Горький тоже работал в газете, именно журналистика его, как и многих других: Марка Твена, Чехова, Салтыкова-Щедрина, сделала писателем. Журналистика оперирует фактами, а каждый факт сюжетен – имеет начало, развитие и финал. И это значит, что даже самая маленькая заметка должна иметь в зародыше все компоненты рассказа, повести, романа. Иногда заметка состоит из одного предложения, но и в этом случае она сюжетна. Вот, к примеру, как молодой журналист Алёша Пешков, будущий великий русский писатель Горький, в «Нижегородском листке» сообщил читателям о приезде в город цирковой труппы лилипутов: «Обыватели удивились, увидев, что на свете есть люди мельче их». Одно предложение, а в нём целая картина! Недаром же лучший из романов мировой литературы «Преступление и наказание» Фёдора Достоевского вышел из газетной заметки.
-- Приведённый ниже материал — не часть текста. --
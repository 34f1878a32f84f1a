// Copyright (c) 2026 100monkeys.ai
// SPDX-License-Identifier: AGPL-3.0
//! Llm
//!
//! Request/response contract for language-model backends.
//!
//! # Architecture
//!
//! - **Layer:** Domain Layer
//! - **Purpose:** Isolates planning logic from vendor APIs

// The fabric never builds prompts of its own beyond task decomposition; the
// backend is a capability handed to whoever needs it, constructed once from
// configuration. Implementations live in infrastructure/llm/.

use async_trait::async_trait;
use serde::{Deserialize, Serialize};

#[async_trait]
pub trait LanguageModel: Send + Sync {
    /// Submit a single completion request.
    async fn submit(&self, request: &CompletionRequest) -> Result<Completion, LlmError>;

    /// Record the outcome of a completion the caller has consumed.
    fn report_result(&self, completion: &Completion, accepted: bool);
}

#[derive(Debug, Clone, PartialEq, Serialize, Deserialize)]
pub struct CompletionRequest {
    pub prompt: String,

    #[serde(default, skip_serializing_if = "Option::is_none")]
    pub system: Option<String>,

    /// Maximum tokens to generate
    #[serde(default, skip_serializing_if = "Option::is_none")]
    pub max_tokens: Option<u32>,

    /// Sampling temperature (0.0 = deterministic)
    #[serde(default, skip_serializing_if = "Option::is_none")]
    pub temperature: Option<f32>,
}

impl CompletionRequest {
    pub fn new(prompt: impl Into<String>) -> Self {
        Self {
            prompt: prompt.into(),
            system: None,
            max_tokens: Some(1024),
            temperature: Some(0.2),
        }
    }

    pub fn with_system(mut self, system: impl Into<String>) -> Self {
        self.system = Some(system.into());
        self
    }
}

#[derive(Debug, Clone, PartialEq)]
pub struct Completion {
    pub text: String,
    pub usage: TokenUsage,
    /// Provider name, e.g. "ollama"
    pub provider: &'static str,
    pub model: String,
    pub finish_reason: FinishReason,
}

#[derive(Debug, Clone, Copy, Default, PartialEq, Eq)]
pub struct TokenUsage {
    pub prompt_tokens: u32,
    pub completion_tokens: u32,
}

impl TokenUsage {
    pub fn total(&self) -> u32 {
        self.prompt_tokens + self.completion_tokens
    }
}

#[derive(Debug, Clone, Copy, PartialEq, Eq)]
pub enum FinishReason {
    Stop,
    Length,
    ContentFilter,
}

#[derive(Debug, thiserror::Error)]
pub enum LlmError {
    #[error("Network error: {0}")]
    Network(String),

    #[error("Authentication failed: {0}")]
    Authentication(String),

    #[error("Rate limit exceeded")]
    RateLimit,

    #[error("Model not found: {0}")]
    ModelNotFound(String),

    #[error("Provider error: {0}")]
    Provider(String),
}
Как и я, Саша и Мякушко попали в газету по прихоти случая, но если Мякушко, не чувствуя в себе призвания к писанию заметок, сразу поднял руки и сказал: «Я хохол и русской мовы не разумею…», мы такой отваги в себе не нашли, а, сломя голову, пустились в плавание по неизведанному морю. Со мной произошёл случай необычайно редкий: у меня был природный «голос», и я хотя и неуверенно, неумело, но всё-таки запел сразу и почувствовал себя в своей тарелке; Саша же был из той огромной армии людей, которым «голос» письма природа не отвесила. Он потом, много лет спустя, станет Министром культуры республики «Беларусь». И, говорят, неплохим был Министром, но в эту минуту он мучительно соображал, как же начать эту проклятую заметку?
Да, в то время ни я, и ни кто другой в нашей редакции не знали, что «голос журналиста» даётся природой реже, чем талант пения. Хороший журналист – явление более редкое, чем хороший певец. Певца можно встретить в любом застолье, – чуть выпьет, и так запоёт, что вы заслушаетесь. Но вот встретить человека, способного быстро, бойко, раскованно писать, – очень трудно. Мне затем приведётся работать в центральных газетах и журналах – и там такие умельцы встречались редко. Я пришёл в «Известия», когда в центральном аппарате, исключая собкоров, работало человек пятьдесят-шестьдесят; и коллектив журналистов там подбирался годами, – так можно ли поверить, что писать прилично репортажи, статьи, а тем более очерки, фельетоны, могли лишь семь-восемь человек? А уж рассказы писать умел только Виктор Полторацкий.